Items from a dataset
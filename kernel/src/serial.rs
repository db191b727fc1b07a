//! Early serial console (16550 UART at the legacy COM1 port)

use core::fmt;

use lazy_static::lazy_static;
use spin::Mutex;
use uart_16550::SerialPort;

lazy_static! {
    /// COM1, initialised on first use.
    pub static ref SERIAL1: Mutex<SerialPort> = {
        // SAFETY: 0x3F8 is the standard COM1 I/O port block.
        let mut serial_port = unsafe { SerialPort::new(0x3F8) };
        serial_port.init();
        Mutex::new(serial_port)
    };
}

#[doc(hidden)]
pub fn _print(args: fmt::Arguments) {
    use fmt::Write;

    let flags = crate::arch::local_irq_save();
    SERIAL1
        .lock()
        .write_fmt(args)
        .expect("serial write never fails");
    crate::arch::local_irq_restore(flags);
}
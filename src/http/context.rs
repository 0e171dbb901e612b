//! Per-request context handed to route handlers.
//!
//! # Responsibilities
//! - Expose the request (method, path, route params, query, headers, body)
//! - Stage response headers
//! - Write exactly one response body (`string`, `html`, `json`, `render`)
//!
//! # Design Decisions
//! - First body write wins; a second one is an `AlreadyWritten` error
//! - Headers are accepted until the first body write, ignored afterwards
//! - A body helper sets its Content-Type only if the handler has not

use std::sync::Arc;

use axum::{
    body::{Body, Bytes},
    http::{header, HeaderMap, HeaderName, HeaderValue, Method, Request, StatusCode, Uri},
    response::Response,
};
use serde::Serialize;

use crate::error::GasError;
use crate::http::request::X_REQUEST_ID;
use crate::http::response::{self, Written, APPLICATION_JSON_UTF8, TEXT_HTML_UTF8, TEXT_PLAIN_UTF8};
use crate::templates::TemplateCache;

/// Request/response mediator for a single request.
pub struct Context {
    request: Request<Body>,
    params: Vec<(String, String)>,
    headers: HeaderMap,
    written: Option<Written>,
    templates: Arc<TemplateCache>,
    body_limit: usize,
    body_taken: bool,
}

impl Context {
    pub(crate) fn new(
        request: Request<Body>,
        params: Vec<(String, String)>,
        templates: Arc<TemplateCache>,
        body_limit: usize,
    ) -> Self {
        Self {
            request,
            params,
            headers: HeaderMap::new(),
            written: None,
            templates,
            body_limit,
            body_taken: false,
        }
    }

    pub fn method(&self) -> &Method {
        self.request.method()
    }

    pub fn uri(&self) -> &Uri {
        self.request.uri()
    }

    pub fn path(&self) -> &str {
        self.request.uri().path()
    }

    /// Value of a route parameter, e.g. `id` for `/users/{id}`.
    pub fn param(&self, name: &str) -> Option<&str> {
        self.params
            .iter()
            .find(|(key, _)| key == name)
            .map(|(_, value)| value.as_str())
    }

    /// First decoded value of a query string parameter.
    pub fn query(&self, name: &str) -> Option<String> {
        let query = self.request.uri().query()?;
        url::form_urlencoded::parse(query.as_bytes())
            .find(|(key, _)| key == name)
            .map(|(_, value)| value.into_owned())
    }

    /// Request header value, if present and valid UTF-8.
    pub fn request_header(&self, name: &str) -> Option<&str> {
        self.request
            .headers()
            .get(name)
            .and_then(|v| v.to_str().ok())
    }

    /// Request ID assigned by the request-id middleware.
    pub fn request_id(&self) -> Option<&str> {
        self.request_header(X_REQUEST_ID)
    }

    /// Read the whole request body, bounded by `server.max_body_size`.
    ///
    /// The body can only be read once.
    pub async fn body_bytes(&mut self) -> Result<Bytes, GasError> {
        if self.body_taken {
            return Err(GasError::Body("request body already consumed".into()));
        }
        self.body_taken = true;
        let body = std::mem::take(self.request.body_mut());
        axum::body::to_bytes(body, self.body_limit)
            .await
            .map_err(|e| GasError::Body(e.to_string()))
    }

    /// Set a response header. The last value for a name wins.
    ///
    /// Invalid names or values are dropped with a warning, as are headers set
    /// after the body was written.
    pub fn set_header(&mut self, name: &str, value: &str) {
        if let Some(written) = &self.written {
            tracing::warn!(
                header = %name,
                status = %written.status,
                "Header set after response body was written; ignoring"
            );
            return;
        }
        match (
            HeaderName::from_bytes(name.as_bytes()),
            HeaderValue::from_str(value),
        ) {
            (Ok(name), Ok(value)) => {
                self.headers.insert(name, value);
            }
            _ => tracing::warn!(header = %name, "Invalid response header; ignoring"),
        }
    }

    /// Headers staged for the response so far.
    pub fn response_headers(&self) -> &HeaderMap {
        &self.headers
    }

    /// Status written so far, if any.
    pub fn status(&self) -> Option<StatusCode> {
        self.written.as_ref().map(|w| w.status)
    }

    pub fn is_written(&self) -> bool {
        self.written.is_some()
    }

    /// Write `value` verbatim as a `text/plain` body.
    pub fn string(&mut self, status: StatusCode, value: impl Into<String>) -> Result<(), GasError> {
        self.write(status, TEXT_PLAIN_UTF8, Bytes::from(value.into()))
    }

    /// Write `value` verbatim as a `text/html` body.
    pub fn html(&mut self, status: StatusCode, value: impl Into<String>) -> Result<(), GasError> {
        self.write(status, TEXT_HTML_UTF8, Bytes::from(value.into()))
    }

    /// Write the canonical JSON encoding of `value`.
    pub fn json<T>(&mut self, status: StatusCode, value: &T) -> Result<(), GasError>
    where
        T: Serialize + ?Sized,
    {
        self.ensure_unwritten()?;
        let body = response::canonical_json(value)?;
        self.write(status, APPLICATION_JSON_UTF8, Bytes::from(body))
    }

    /// Render `layout` composed with `contents` and write it with status 200.
    ///
    /// `contents` must name at least one template; an empty slice is a
    /// `GasError::Template` and nothing is written.
    pub fn render<T>(&mut self, data: &T, layout: &str, contents: &[&str]) -> Result<(), GasError>
    where
        T: Serialize + ?Sized,
    {
        self.ensure_unwritten()?;
        let body = self.templates.render(data, layout, contents)?;
        self.write(StatusCode::OK, TEXT_HTML_UTF8, Bytes::from(body))
    }

    fn ensure_unwritten(&self) -> Result<(), GasError> {
        match &self.written {
            Some(written) => Err(GasError::AlreadyWritten(written.status)),
            None => Ok(()),
        }
    }

    fn write(&mut self, status: StatusCode, content_type: &'static str, body: Bytes) -> Result<(), GasError> {
        self.ensure_unwritten()?;
        self.headers
            .entry(header::CONTENT_TYPE)
            .or_insert(HeaderValue::from_static(content_type));
        self.written = Some(Written { status, body });
        Ok(())
    }

    /// Assemble the final response for the handler's outcome.
    pub(crate) fn finish(self, outcome: Result<(), GasError>) -> Response {
        response::finish(self.headers, self.written, outcome)
    }
}

impl std::fmt::Debug for Context {
    fn fmt(&self, f: &mut std::fmt::Formatter<'_>) -> std::fmt::Result {
        f.debug_struct("Context")
            .field("method", self.request.method())
            .field("uri", self.request.uri())
            .field("params", &self.params)
            .field("status", &self.status())
            .finish()
    }
}
//! Configuration schema definitions.
//!
//! All types derive Serde traits for deserialization from config files.
//! Every section carries defaults so a minimal (or empty) file is valid.

use serde::{Deserialize, Serialize};

/// Root configuration for a gas application.
#[derive(Debug, Clone, Deserialize, Serialize, Default)]
#[serde(default)]
pub struct GasConfig {
    /// Listener and request handling settings.
    pub server: ServerConfig,

    /// Template lookup and caching.
    pub templates: TemplateConfig,

    /// Logging and metrics settings.
    pub observability: ObservabilityConfig,
}

/// Server configuration.
#[derive(Debug, Clone, Deserialize, Serialize)]
#[serde(default)]
pub struct ServerConfig {
    /// Bind address (e.g., "0.0.0.0:8080").
    pub bind_address: String,

    /// Request timeout (total time for request/response) in seconds.
    pub request_timeout_secs: u64,

    /// Maximum request body size in bytes read by `Context::body_bytes`.
    pub max_body_size: usize,
}

impl Default for ServerConfig {
    fn default() -> Self {
        Self {
            bind_address: "127.0.0.1:8080".to_string(),
            request_timeout_secs: 30,
            max_body_size: 2 * 1024 * 1024, // 2MB
        }
    }
}

/// Template configuration.
#[derive(Debug, Clone, Deserialize, Serialize)]
#[serde(default)]
pub struct TemplateConfig {
    /// Directory template paths are resolved against.
    pub root: String,

    /// Keep compiled templates between requests.
    pub cache: bool,

    /// Clear the template cache when a file under `root` changes.
    pub watch: bool,
}

impl Default for TemplateConfig {
    fn default() -> Self {
        Self {
            root: ".".to_string(),
            cache: true,
            watch: false,
        }
    }
}

/// Log output format.
#[derive(Debug, Clone, Copy, Default, PartialEq, Eq, Deserialize, Serialize)]
#[serde(rename_all = "lowercase")]
pub enum LogFormat {
    #[default]
    Pretty,
    Json,
}

/// Observability configuration.
#[derive(Debug, Clone, Deserialize, Serialize)]
#[serde(default)]
pub struct ObservabilityConfig {
    /// Log level or filter directive (trace, debug, info, warn, error).
    pub log_level: String,

    /// Log output format.
    pub log_format: LogFormat,

    /// Enable metrics endpoint.
    pub metrics_enabled: bool,

    /// Metrics endpoint bind address.
    pub metrics_address: String,
}

impl Default for ObservabilityConfig {
    fn default() -> Self {
        Self {
            log_level: "info".to_string(),
            log_format: LogFormat::Pretty,
            metrics_enabled: false,
            metrics_address: "127.0.0.1:9090".to_string(),
        }
    }
}
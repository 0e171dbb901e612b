//! Configuration loading from disk.

use std::fs;
use std::path::{Path, PathBuf};

use crate::config::schema::GasConfig;
use crate::config::validation::{validate_config, ValidationError};

/// Error type for configuration loading and application startup.
#[derive(Debug)]
pub enum ConfigError {
    Io { path: PathBuf, source: std::io::Error },
    Yaml(serde_yaml::Error),
    Toml(toml::de::Error),
    Validation(Vec<ValidationError>),
    Watch(notify::Error),
}

impl std::fmt::Display for ConfigError {
    fn fmt(&self, f: &mut std::fmt::Formatter<'_>) -> std::fmt::Result {
        match self {
            ConfigError::Io { path, source } => {
                write!(f, "IO error reading {}: {}", path.display(), source)
            }
            ConfigError::Yaml(e) => write!(f, "YAML parse error: {}", e),
            ConfigError::Toml(e) => write!(f, "TOML parse error: {}", e),
            ConfigError::Validation(errors) => {
                write!(f, "Validation failed: ")?;
                for (i, err) in errors.iter().enumerate() {
                    if i > 0 {
                        write!(f, ", ")?;
                    }
                    write!(f, "{}", err)?;
                }
                Ok(())
            }
            ConfigError::Watch(e) => write!(f, "Template watcher error: {}", e),
        }
    }
}

impl std::error::Error for ConfigError {
    fn source(&self) -> Option<&(dyn std::error::Error + 'static)> {
        match self {
            ConfigError::Io { source, .. } => Some(source),
            ConfigError::Yaml(e) => Some(e),
            ConfigError::Toml(e) => Some(e),
            ConfigError::Validation(_) => None,
            ConfigError::Watch(e) => Some(e),
        }
    }
}

/// Load and validate configuration from a YAML file.
///
/// Files with a `.toml` extension are parsed as TOML instead. An empty file
/// yields the defaults.
pub fn load_config(path: &Path) -> Result<GasConfig, ConfigError> {
    let content = fs::read_to_string(path).map_err(|source| ConfigError::Io {
        path: path.to_path_buf(),
        source,
    })?;

    let config = parse_config(&content, is_toml(path))?;
    validate_config(&config).map_err(ConfigError::Validation)?;

    tracing::debug!(path = %path.display(), "Configuration loaded");
    Ok(config)
}

fn parse_config(content: &str, toml: bool) -> Result<GasConfig, ConfigError> {
    if content.trim().is_empty() {
        return Ok(GasConfig::default());
    }
    if toml {
        toml::from_str(content).map_err(ConfigError::Toml)
    } else {
        serde_yaml::from_str(content).map_err(ConfigError::Yaml)
    }
}

fn is_toml(path: &Path) -> bool {
    path.extension()
        .and_then(|ext| ext.to_str())
        .is_some_and(|ext| ext.eq_ignore_ascii_case("toml"))
}
//! Response assembly.
//!
//! # Responsibilities
//! - Content-Type values written by the body helpers
//! - Canonical JSON encoding (compact, object keys sorted)
//! - Turn a handler's written state, or its error, into an axum `Response`
//!
//! # Design Decisions
//! - Bodies are buffered; the handler never touches the socket
//! - Staged headers survive on error responses
//! - Error bodies carry the reason phrase, never internal details

use axum::{
    body::{Body, Bytes},
    http::{header, HeaderMap, HeaderValue, StatusCode},
    response::{IntoResponse, Response},
};
use serde::Serialize;
use serde_json::{Map, Value};

use crate::error::GasError;

pub const TEXT_PLAIN_UTF8: &str = "text/plain; charset=utf-8";
pub const TEXT_HTML_UTF8: &str = "text/html; charset=utf-8";
pub const APPLICATION_JSON_UTF8: &str = "application/json; charset=utf-8";

/// Status and body recorded by the first body-writing call.
#[derive(Debug, Clone)]
pub(crate) struct Written {
    pub status: StatusCode,
    pub body: Bytes,
}

/// Encode `value` as compact JSON with object keys sorted at every level.
///
/// Encoding the same value twice yields identical bytes regardless of the
/// iteration order of the source map.
pub fn canonical_json<T>(value: &T) -> Result<Vec<u8>, serde_json::Error>
where
    T: Serialize + ?Sized,
{
    let value = canonicalize(serde_json::to_value(value)?);
    serde_json::to_vec(&value)
}

fn canonicalize(value: Value) -> Value {
    match value {
        Value::Object(map) => {
            let mut entries: Vec<(String, Value)> = map.into_iter().collect();
            entries.sort_by(|a, b| a.0.cmp(&b.0));
            let sorted: Map<String, Value> = entries
                .into_iter()
                .map(|(k, v)| (k, canonicalize(v)))
                .collect();
            Value::Object(sorted)
        }
        Value::Array(items) => Value::Array(items.into_iter().map(canonicalize).collect()),
        other => other,
    }
}

/// Build the response for a handler outcome.
pub(crate) fn finish(
    headers: HeaderMap,
    written: Option<Written>,
    outcome: Result<(), GasError>,
) -> Response {
    match (written, outcome) {
        (Some(written), Ok(())) => build(written.status, headers, written.body),
        (None, Ok(())) => build(StatusCode::OK, headers, Bytes::new()),
        (Some(written), Err(err)) => {
            tracing::warn!(
                error = %err,
                status = %written.status,
                "Handler failed after writing a response; keeping the written response"
            );
            build(written.status, headers, written.body)
        }
        (None, Err(err)) => error_response(headers, &err),
    }
}

fn error_response(mut headers: HeaderMap, err: &GasError) -> Response {
    let status = err.status();
    if status.is_server_error() {
        tracing::error!(error = %err, status = %status, "Handler failed");
    } else {
        tracing::debug!(error = %err, status = %status, "Handler aborted");
    }
    headers.insert(header::CONTENT_TYPE, HeaderValue::from_static(TEXT_PLAIN_UTF8));
    build(status, headers, Bytes::from(err.public_message()))
}

fn build(status: StatusCode, headers: HeaderMap, body: Bytes) -> Response {
    (status, headers, Body::from(body)).into_response()
}

#[cfg(test)]
mod tests {
    use super::*;
    use std::collections::HashMap;

    #[test]
    fn test_canonical_json_sorts_keys() {
        let mut map = HashMap::new();
        map.insert("zeta", 1);
        map.insert("alpha", 2);
        map.insert("mid", 3);

        let encoded = canonical_json(&map).unwrap();
        assert_eq!(encoded, br#"{"alpha":2,"mid":3,"zeta":1}"#);
        assert_eq!(encoded, canonical_json(&map).unwrap());
    }

    #[test]
    fn test_canonical_json_nested() {
        let value = serde_json::json!({"b": [{"y": 1, "x": 2}], "a": null});
        let encoded = canonical_json(&value).unwrap();
        assert_eq!(encoded, br#"{"a":null,"b":[{"x":2,"y":1}]}"#);
    }

    #[test]
    fn test_canonical_json_rejects_non_string_keys() {
        let mut map = HashMap::new();
        map.insert(vec![1u8], "v");
        assert!(canonical_json(&map).is_err());
    }

    #[test]
    fn test_finish_without_write() {
        let response = finish(HeaderMap::new(), None, Ok(()));
        assert_eq!(response.status(), StatusCode::OK);
    }

    #[test]
    fn test_finish_error_keeps_staged_headers() {
        let mut headers = HeaderMap::new();
        headers.insert("version", HeaderValue::from_static("1.0"));
        let response = finish(headers, None, Err(GasError::Body("boom".into())));

        assert_eq!(response.status(), StatusCode::INTERNAL_SERVER_ERROR);
        assert_eq!(response.headers()["version"], "1.0");
        assert_eq!(response.headers()[header::CONTENT_TYPE], TEXT_PLAIN_UTF8);
    }

    #[test]
    fn test_finish_error_after_write_keeps_response() {
        let written = Written {
            status: StatusCode::CREATED,
            body: Bytes::from_static(b"done"),
        };
        let response = finish(
            HeaderMap::new(),
            Some(written),
            Err(GasError::AlreadyWritten(StatusCode::CREATED)),
        );
        assert_eq!(response.status(), StatusCode::CREATED);
    }
}
//! gas: a thin web-serving helper layer over axum.
//!
//! A [`Gas`] application owns a [`Router`]; handlers receive a per-request
//! [`Context`] and write one response body through `string`, `html`, `json`
//! or `render`.
//!
//! ```no_run
//! use gas::{Gas, StatusCode};
//!
//! # async fn demo() -> Result<(), Box<dyn std::error::Error>> {
//! let mut gas = Gas::new("gas.yaml")?;
//! gas.router.get("/", |ctx| {
//!     Box::pin(async move {
//!         ctx.set_header("Version", "1.0");
//!         ctx.string(StatusCode::OK, "hello")
//!     })
//! })?;
//!
//! let listener = tokio::net::TcpListener::bind(&gas.config().server.bind_address).await?;
//! gas.run(listener).await?;
//! # Ok(())
//! # }
//! ```

pub mod config;
pub mod error;
pub mod http;
pub mod lifecycle;
pub mod observability;
pub mod routing;
pub mod templates;

pub use axum::http::StatusCode;
pub use config::{ConfigError, GasConfig};
pub use error::{GasError, GasResult};
pub use http::{Context, Gas};
pub use lifecycle::Shutdown;
pub use routing::{HandlerFuture, RouteError, Router};
pub use templates::TemplateCache;
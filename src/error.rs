//! Per-request error type returned by route handlers.

use axum::http::StatusCode;
use thiserror::Error;

/// Errors raised while a handler builds its response.
///
/// Every variant is recovered into an HTTP response by the dispatcher; none
/// of them can take the server down.
#[derive(Debug, Error)]
pub enum GasError {
    /// A template is missing or its syntax is invalid.
    #[error("template error: {0}")]
    Template(#[source] minijinja::Error),

    /// A template compiled but evaluating it failed (e.g. undefined variable).
    #[error("render error: {0}")]
    Render(#[source] minijinja::Error),

    /// A JSON response body could not be encoded.
    #[error("serialization error: {0}")]
    Serialization(#[from] serde_json::Error),

    /// A body-writing operation ran after the response was already written.
    #[error("response already written with status {0}")]
    AlreadyWritten(StatusCode),

    /// The request body could not be read.
    #[error("request body error: {0}")]
    Body(String),

    /// Abort the request with an explicit status and message.
    #[error("{1}")]
    Http(StatusCode, String),
}

impl GasError {
    /// Status code used when this error reaches the dispatcher before any
    /// body was written.
    pub fn status(&self) -> StatusCode {
        match self {
            GasError::Http(status, _) => *status,
            _ => StatusCode::INTERNAL_SERVER_ERROR,
        }
    }

    /// Body sent to the client for this error. Internal details stay in the
    /// logs.
    pub fn public_message(&self) -> String {
        match self {
            GasError::Http(_, message) => message.clone(),
            other => other
                .status()
                .canonical_reason()
                .unwrap_or("Internal Server Error")
                .to_string(),
        }
    }
}

/// Result alias for handler code.
pub type GasResult<T = ()> = Result<T, GasError>;
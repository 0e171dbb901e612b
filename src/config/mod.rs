//! Configuration management subsystem.
//!
//! # Data Flow
//! ```text
//! config file (YAML, or TOML by extension)
//!     → loader.rs (parse & deserialize)
//!     → validation.rs (semantic checks)
//!     → GasConfig (validated, immutable)
//!     → shared via Arc by the application
//! ```
//!
//! # Design Decisions
//! - Config is immutable once loaded
//! - All fields have defaults to allow minimal configs
//! - Validation separates syntactic (serde) from semantic checks

pub mod loader;
pub mod schema;
pub mod validation;

pub use loader::{load_config, ConfigError};
pub use schema::GasConfig;
pub use schema::LogFormat;
pub use schema::ObservabilityConfig;
pub use schema::ServerConfig;
pub use schema::TemplateConfig;
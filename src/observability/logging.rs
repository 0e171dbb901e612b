//! Structured logging.
//!
//! `RUST_LOG` wins over `observability.log_level` when set. Output is
//! human-readable by default, JSON when `log_format: json`.

use tracing_subscriber::util::TryInitError;
use tracing_subscriber::{fmt, layer::SubscriberExt, util::SubscriberInitExt, EnvFilter};

use crate::config::{LogFormat, ObservabilityConfig};

/// Install the global tracing subscriber.
///
/// Fails if a subscriber is already installed.
pub fn init_logging(config: &ObservabilityConfig) -> Result<(), TryInitError> {
    let filter = EnvFilter::try_from_default_env()
        .unwrap_or_else(|_| EnvFilter::new(format!("{},tower_http=debug", config.log_level)));

    let (json, pretty) = match config.log_format {
        LogFormat::Json => (Some(fmt::layer().json()), None),
        LogFormat::Pretty => (None, Some(fmt::layer())),
    };

    tracing_subscriber::registry()
        .with(filter)
        .with(json)
        .with(pretty)
        .try_init()
}
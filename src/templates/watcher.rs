//! Template directory watcher for hot reload.

use std::path::{Path, PathBuf};
use std::sync::Arc;
use std::time::Duration;

use notify::{Config, Event, RecommendedWatcher, RecursiveMode, Watcher};

use crate::templates::cache::TemplateCache;

/// Clears a [`TemplateCache`] whenever a file under its root changes.
pub struct TemplateWatcher {
    path: PathBuf,
    cache: Arc<TemplateCache>,
}

impl TemplateWatcher {
    /// Create a watcher for the cache's template root.
    pub fn new(cache: Arc<TemplateCache>) -> Self {
        Self {
            path: cache.root().to_path_buf(),
            cache,
        }
    }

    pub fn path(&self) -> &Path {
        &self.path
    }

    /// Start watching in a background thread.
    ///
    /// Watching stops when the returned watcher is dropped.
    pub fn run(self) -> Result<RecommendedWatcher, notify::Error> {
        let cache = self.cache.clone();

        let mut watcher = RecommendedWatcher::new(
            move |res: notify::Result<Event>| match res {
                Ok(event) => {
                    if event.kind.is_modify() || event.kind.is_create() || event.kind.is_remove() {
                        tracing::info!(paths = ?event.paths, "Template change detected, clearing cache");
                        cache.invalidate();
                    }
                }
                Err(e) => tracing::error!("Watch error: {:?}", e),
            },
            Config::default().with_poll_interval(Duration::from_secs(2)),
        )?;

        watcher.watch(&self.path, RecursiveMode::Recursive)?;

        tracing::info!(path = ?self.path, "Template watcher started");
        Ok(watcher)
    }
}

◆ **Prompt**:
Make a copy of each line in the records that has the word "impl".

◆ **Answer space**:
impl Context {
    pub fn string(&mut self, status: StatusCode, value: impl Into<String>) -> Result<(), GasError> {
    pub fn html(&mut self, status: StatusCode, value: impl Into<String>) -> Result<(), GasError> {
impl std::fmt::Debug for Context {
impl Default for ServerConfig {
impl Default for TemplateConfig {
impl Default for ObservabilityConfig {
impl std::fmt::Display for ConfigError {
impl std::error::Error for ConfigError {
impl GasError {
impl TemplateWatcher {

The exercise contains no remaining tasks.